Try your best to ignore the non canonical creepy music and enjoy this film. This is one of the first films ever, created by Georges Melies, back when movie editing was done by hand and good* ol' Thomas Edison had invented the first movie player. Melies is known for practically pioneering "special effects". It may look cheesy to us, with what we could call nowadays "poor quality effects". But considering the fact that we can have a movie like "Transformers" exist, where a giant robot that turns into a car beats up a robot that turns into a helicopter, and when you consider the fact that nobody is really phased by the reality that we can do that sort of thing, it isn't really fair to call this movie one of lower-quality. This guy, Melies, was a genius. When film first came out, a series of thousands of pictures on a strip, he was one of the first to realize you could edit the film to seemingly alter reality. In the beginning of the movie, some "wizards", I presume, turn little sticks and telescopes into chairs.

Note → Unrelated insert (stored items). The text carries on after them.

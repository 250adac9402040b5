use std::fmt;

use actix_web::{
    error::ResponseError,
    http::{header::ContentType, StatusCode},
    HttpResponse
};
use jsonwebtoken::errors::{ErrorKind, Error as JwtError};
use derive_more::Display;
use serde::Serialize;
use validator::ValidationErrors;

#[derive(Debug)]
pub enum AppError {
    ValidationError(Vec<FieldError>),
    NotFound(String),
    Conflict(String),
    DuplicateLimit(String),
    UnauthorizedAccess,
    ForbiddenAccess,
    InternalError(String),
}

impl fmt::Display for AppError {
    fn fmt(&self, f: &mut fmt::Formatter<'_>) -> fmt::Result {
        match self {
            AppError::ValidationError(errors) => {
                let messages = errors.iter()
                    .map(|e| format!("{}:{}", e.field, e.message))
                    .collect::<Vec<_>>()
                    .join(", ");
                write!(f, "validation error: {}", messages)
            }
            AppError::NotFound(msg) => write!(f, "Not found: {}", msg),
            AppError::Conflict(msg) => write!(f, "Conflict: {}", msg),
            AppError::DuplicateLimit(msg) => write!(f, "{}", msg),
            AppError::UnauthorizedAccess => write!(f, "Unauthorized access"),
            AppError::ForbiddenAccess => write!(f, "Forbidden access"),
            AppError::InternalError(msg) => write!(f, "Internal server error: {}", msg)
        }
    }
}

impl ResponseError for AppError {
    fn error_response(&self) -> HttpResponse {
        let body = match self {
            AppError::ValidationError(errors) => {
                serde_json::json!({
                    "error": "Validation failed",
                    "details": errors
                })
            }
            _ => {
                serde_json::json!({"error": self.to_string()})
            }
        };
        HttpResponse::build(self.status_code())
            .insert_header(ContentType::json())
            .json(body)
    }

    fn status_code(&self) -> StatusCode {
        match self {
            AppError::ValidationError(_) => StatusCode::BAD_REQUEST,
            AppError::NotFound(_) => StatusCode::NOT_FOUND,
            AppError::Conflict(_) => StatusCode::CONFLICT,
            AppError::DuplicateLimit(_) => StatusCode::TOO_MANY_REQUESTS,
            AppError::UnauthorizedAccess => StatusCode::UNAUTHORIZED,
            AppError::ForbiddenAccess => StatusCode::FORBIDDEN,
            AppError::InternalError(_) => StatusCode::INTERNAL_SERVER_ERROR,
        }
    }
}

impl From<ValidationErrors> for AppError {
    fn from(errors: ValidationErrors) -> Self {
        let field_errors = errors
            .field_errors()
            .iter()
            .flat_map(|(field, errors)| {
                errors.iter().map(|e| FieldError {
                    field: field.to_string(),
                    message: e
                        .message
                        .as_ref()
                        .map(|s| s.to_string())
                        .unwrap_or_else(|| "Invalid value".to_string()),
                })
            })
            .collect();

        AppError::ValidationError(field_errors)
    }
}

impl AppError {
    pub fn to_http_response(&self) -> HttpResponse {
        self.error_response()
    }
}

impl From<sqlx::Error> for AppError {
    fn from(err: sqlx::Error) -> Self {
        match err {
            sqlx::Error::RowNotFound => AppError::NotFound("Record not found".into()),
            sqlx::Error::Database(e) if e.code().as_deref() == Some("23505") => {
                AppError::Conflict("Database conflict occurred".into())
            }
            _ => AppError::InternalError(format!("Database error: {}", err))
        }
    }
}

impl From<anyhow::Error> for AppError {
    fn from(err: anyhow::Error) -> Self {
        AppError::InternalError(err.to_string())
    }
}

impl From<PasswordError> for AppError {
    fn from(err: PasswordError) -> Self {
        AppError::InternalError(err.to_string())
    }
}

#[derive(Debug, Display)]
pub enum AuthError {
    #[display("Invalid token")]
    InvalidToken,

    #[display("Wrong credentials")]
    WrongCredentials,

    #[display("Token creation error")]
    TokenCreation,

    #[display("Token expired")]
    TokenExpired,

    #[display("Missing credentials")]
    MissingCredentials,

    #[display("Missing JWT service")]
    MissingJwtService,

    #[display("Invalid user ID")]
    InvalidUserId,

    #[display("Forbidden: {_0}")]
    Forbidden(String),
}

impl ResponseError for AuthError {
    fn error_response(&self) -> HttpResponse {
        let error_message = match self {
            AuthError::TokenExpired => "Token has expired".to_string(),
            _ => self.to_string(),
        };
        HttpResponse::build(self.status_code())
            .json(serde_json::json!({"error": error_message}))
    }
    fn status_code(&self) -> StatusCode {
        match *self {
            AuthError::InvalidToken => StatusCode::UNAUTHORIZED,
            AuthError::WrongCredentials => StatusCode::UNAUTHORIZED,
            AuthError::TokenCreation => StatusCode::INTERNAL_SERVER_ERROR,
            AuthError::TokenExpired => StatusCode::UNAUTHORIZED,
            AuthError::MissingCredentials => StatusCode::BAD_REQUEST,
            AuthError::MissingJwtService => StatusCode::INTERNAL_SERVER_ERROR,
            AuthError::InvalidUserId => StatusCode::BAD_REQUEST,
            AuthError::Forbidden(_) => StatusCode::FORBIDDEN,
        }
    }
}

impl From<JwtError> for AuthError {
    fn from(e: JwtError) -> Self {
        match e.kind() {
            ErrorKind::ExpiredSignature => AuthError::TokenExpired,
            _ => AuthError::InvalidToken,
        }
    }
}

impl From<PasswordError> for AuthError {
    fn from(_: PasswordError) -> Self {
        AuthError::WrongCredentials
    }
}

impl From<ValidationErrors> for AuthError {
    fn from(_: ValidationErrors) -> Self {
        AuthError::MissingCredentials
    }
}

#[derive(Debug, Display)]
pub enum PasswordError {
    #[display("Invalid password parameters: {_0}")]
    InvalidParameters(String),

    #[display("Password hashing failed: {_0}")]
    HashingError(String),

    #[display("Invalid password hash format: {_0}")]
    InvalidHashFormat(String),

    #[display("Password verification failed: {_0}")]
    VerificationError(String),
}

#[derive(Debug, Serialize)]
pub struct FieldError {
    pub field: String,
    pub message: String,
}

And that drove people nuts! It was ingenious! And then, they decide to go to the moon by building a big gun, and having some people sit inside a "bullet", then shooting at the moon.
We realize nowadays that, just as turning sticks into chairs on film is old-hat, that sitting inside a gun is not how you get to the moon. But at this point, nobody really thought too hard about doing that because, well... The moon is far away, it's science fiction to them.
I know you're in there, Bobby Goddard... |
Okay, I may have made that part up. Maybe. But really, Georges started this whole "special effects" business, the field that I secretly want a job in. And while Georges was admittedly wrong about there being mushrooms on the moon, he was a genius and years ahead of his time.
And like all proper geniuses, he was a bit nutty. Here's a photo of the Melies family, guess which one is Georges.
Go ahead, guess. |
*Thomas Edison was probably not as nice of a genius as everyone thought, as revealed in the recent proTesla movement. See TheOatmeal. Discretion advised: True facts, innuendos, and vulgar language.